- [Listed records]:

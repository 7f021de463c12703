use crate::dashboards::d400_lead_report::dates::DateReader;
use crate::dashboards::d400_lead_report::export::DEFAULT_FILE_PREFIX;
use crate::dashboards::d400_lead_report::source::{request_url, GET_DATA_ACTION};
use serde::Deserialize;

/// Apps Script deployment serving the lead sheet
macro_rules! default_data_source_url {
    () => {
        "https://script.google.com/macros/s/AKfycbzCSYdiE2ewVzpuIuk8cXoP_Lz810bqZwkh-Cg9VciUFoWClrnsZISOwmQBHqFZu_9l/exec"
    };
}

/// Default settings embedded in every binary
pub const DEFAULT_SETTINGS: &str = concat!(
    r#"
[data_source]
url = ""#,
    default_data_source_url!(),
    r#""
action = "getData"

[export]
file_prefix = "SML_Group_Export"

[access]
passcode = "1"

[dates]
utc_offset_minutes = 0
"#
);

#[derive(Debug, Deserialize, Clone, PartialEq, Eq, Default)]
pub struct Settings {
    #[serde(default)]
    pub data_source: DataSourceSettings,
    #[serde(default)]
    pub export: ExportSettings,
    #[serde(default)]
    pub access: AccessSettings,
    #[serde(default)]
    pub dates: DateSettings,
}

#[derive(Debug, Deserialize, Clone, PartialEq, Eq)]
pub struct DataSourceSettings {
    pub url: String,
    #[serde(default = "default_action")]
    pub action: String,
}

#[derive(Debug, Deserialize, Clone, PartialEq, Eq)]
pub struct ExportSettings {
    pub file_prefix: String,
}

/// Placeholder gate in front of the dashboard; not an authentication mechanism
#[derive(Debug, Deserialize, Clone, PartialEq, Eq)]
pub struct AccessSettings {
    pub passcode: String,
}

#[derive(Debug, Deserialize, Clone, PartialEq, Eq, Default)]
pub struct DateSettings {
    /// Offset (minutes east of UTC) used to take the calendar day of timestamps
    #[serde(default)]
    pub utc_offset_minutes: i32,
}

fn default_action() -> String {
    GET_DATA_ACTION.to_string()
}

impl Default for DataSourceSettings {
    fn default() -> Self {
        Self {
            url: default_data_source_url!().to_string(),
            action: default_action(),
        }
    }
}

impl Default for ExportSettings {
    fn default() -> Self {
        Self {
            file_prefix: DEFAULT_FILE_PREFIX.to_string(),
        }
    }
}

impl Default for AccessSettings {
    fn default() -> Self {
        Self {
            passcode: "1".to_string(),
        }
    }
}

impl Settings {
    pub fn from_toml(contents: &str) -> Result<Self, toml::de::Error> {
        toml::from_str(contents)
    }

    pub fn request_url(&self) -> String {
        request_url(&self.data_source.url, &self.data_source.action)
    }

    pub fn date_reader(&self) -> DateReader {
        DateReader::from_offset_minutes(self.dates.utc_offset_minutes)
    }
}

impl AccessSettings {
    pub fn admits(&self, input: &str) -> bool {
        input.trim() == self.passcode
    }
}

#[cfg(test)]
mod tests {
    use super::*;

    #[test]
    fn test_default_settings_load() {
        let settings = Settings::from_toml(DEFAULT_SETTINGS);
        assert!(settings.is_ok());
        assert_eq!(settings.unwrap(), Settings::default());
    }

    #[test]
    fn test_partial_settings_fill_defaults() {
        let settings = Settings::from_toml(
            r#"
            [data_source]
            url = "http://localhost:8080/leads"

            [dates]
            utc_offset_minutes = 330
            "#,
        )
        .unwrap();
        assert_eq!(settings.request_url(), "http://localhost:8080/leads?action=getData");
        assert_eq!(settings.export.file_prefix, "SML_Group_Export");
        assert_eq!(settings.date_reader().offset().local_minus_utc(), 330 * 60);
    }

    #[test]
    fn test_access_gate() {
        let access = AccessSettings::default();
        assert!(access.admits("1"));
        assert!(access.admits(" 1 "));
        assert!(!access.admits("2"));
    }
}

- [What needs to be done]:
For this task, copy exactly the line with "toml::from_str(contents)" and the lines that come after it, stopping at the end of the material above.

- [Task solution]:
        toml::from_str(contents)
    }

    pub fn request_url(&self) -> String {
        request_url(&self.data_source.url, &self.data_source.action)
    }

    pub fn date_reader(&self) -> DateReader {
        DateReader::from_offset_minutes(self.dates.utc_offset_minutes)
    }
}

impl AccessSettings {
    pub fn admits(&self, input: &str) -> bool {
        input.trim() == self.passcode
    }
}

#[cfg(test)]
mod tests {
    use super::*;

    #[test]
    fn test_default_settings_load() {
        let settings = Settings::from_toml(DEFAULT_SETTINGS);
        assert!(settings.is_ok());
        assert_eq!(settings.unwrap(), Settings::default());
    }

    #[test]
    fn test_partial_settings_fill_defaults() {
        let settings = Settings::from_toml(
            r#"
            [data_source]
            url = "http://localhost:8080/leads"

            [dates]
            utc_offset_minutes = 330
            "#,
        )
        .unwrap();
        assert_eq!(settings.request_url(), "http://localhost:8080/leads?action=getData");
        assert_eq!(settings.export.file_prefix, "SML_Group_Export");
        assert_eq!(settings.date_reader().offset().local_minus_utc(), 330 * 60);
    }

    #[test]
    fn test_access_gate() {
        let access = AccessSettings::default();
        assert!(access.admits("1"));
        assert!(access.admits(" 1 "));
        assert!(!access.admits("2"));
    }
}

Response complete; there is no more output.